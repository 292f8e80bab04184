//! In-Memory Port Adapters
//!
//! Mock implementations of the storage ports for tests that do not want a
//! real database or filesystem. Both keep their state behind a mutex so a
//! test can inspect what was written.

use std::collections::HashMap;
use std::sync::Mutex;

use async_trait::async_trait;

use core_kernel::{ClaimId, LecturerId};
use domain_claims::{Claim, ClaimStatus, ClaimStore, DocumentStore, StoreError};

/// In-memory claim store
#[derive(Default)]
pub struct InMemoryClaimStore {
    claims: Mutex<HashMap<ClaimId, Claim>>,
    /// When true, every operation fails with `StoreError::Unavailable`
    fail: Mutex<bool>,
}

impl InMemoryClaimStore {
    pub fn new() -> Self {
        Self::default()
    }

    /// Makes every subsequent operation fail, for store-failure paths
    pub fn set_unavailable(&self, unavailable: bool) {
        *self.fail.lock().unwrap() = unavailable;
    }

    /// Snapshot of everything currently stored
    pub fn snapshot(&self) -> Vec<Claim> {
        self.claims.lock().unwrap().values().cloned().collect()
    }

    /// Number of stored claims
    pub fn len(&self) -> usize {
        self.claims.lock().unwrap().len()
    }

    pub fn is_empty(&self) -> bool {
        self.len() == 0
    }

    fn check_available(&self) -> Result<(), StoreError> {
        if *self.fail.lock().unwrap() {
            Err(StoreError::Unavailable("in-memory store set to fail".to_string()))
        } else {
            Ok(())
        }
    }

    fn sorted_by_submission(mut claims: Vec<Claim>) -> Vec<Claim> {
        claims.sort_by_key(|c| c.submitted_at);
        claims
    }
}

#[async_trait]
impl ClaimStore for InMemoryClaimStore {
    async fn insert(&self, claim: &Claim) -> Result<(), StoreError> {
        self.check_available()?;
        self.claims.lock().unwrap().insert(claim.id, claim.clone());
        Ok(())
    }

    async fn find_by_id(&self, id: ClaimId) -> Result<Option<Claim>, StoreError> {
        self.check_available()?;
        Ok(self.claims.lock().unwrap().get(&id).cloned())
    }

    async fn update(&self, claim: &Claim) -> Result<(), StoreError> {
        self.check_available()?;
        self.claims.lock().unwrap().insert(claim.id, claim.clone());
        Ok(())
    }

    async fn remove(&self, id: ClaimId) -> Result<bool, StoreError> {
        self.check_available()?;
        Ok(self.claims.lock().unwrap().remove(&id).is_some())
    }

    async fn list_by_status(&self, status: ClaimStatus) -> Result<Vec<Claim>, StoreError> {
        self.check_available()?;
        let claims = self
            .claims
            .lock()
            .unwrap()
            .values()
            .filter(|c| c.status == status)
            .cloned()
            .collect();
        Ok(Self::sorted_by_submission(claims))
    }

    async fn list_by_lecturer(&self, lecturer_id: LecturerId) -> Result<Vec<Claim>, StoreError> {
        self.check_available()?;
        let claims = self
            .claims
            .lock()
            .unwrap()
            .values()
            .filter(|c| c.lecturer_id == lecturer_id)
            .cloned()
            .collect();
        Ok(Self::sorted_by_submission(claims))
    }

    async fn list_all(&self) -> Result<Vec<Claim>, StoreError> {
        self.check_available()?;
        Ok(Self::sorted_by_submission(
            self.claims.lock().unwrap().values().cloned().collect(),
        ))
    }
}

/// In-memory document store
#[derive(Default)]
pub struct InMemoryDocumentStore {
    saved: Mutex<HashMap<String, Vec<u8>>>,
}

impl InMemoryDocumentStore {
    pub fn new() -> Self {
        Self::default()
    }

    /// File names saved so far
    pub fn saved_names(&self) -> Vec<String> {
        self.saved.lock().unwrap().keys().cloned().collect()
    }

    /// Number of stored documents
    pub fn len(&self) -> usize {
        self.saved.lock().unwrap().len()
    }

    pub fn is_empty(&self) -> bool {
        self.len() == 0
    }
}

#[async_trait]
impl DocumentStore for InMemoryDocumentStore {
    async fn save(&self, file_name: &str, bytes: &[u8]) -> Result<String, StoreError> {
        self.saved
            .lock()
            .unwrap()
            .insert(file_name.to_string(), bytes.to_vec());
        Ok(format!("/uploads/{}", file_name))
    }
}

* * *

◆ **What you should do**: Please show every line of the material that contains the string "values".

◆ **Finished task**:
        self.claims.lock().unwrap().values().cloned().collect()
            .values()
            .values()
            self.claims.lock().unwrap().values().cloned().collect(),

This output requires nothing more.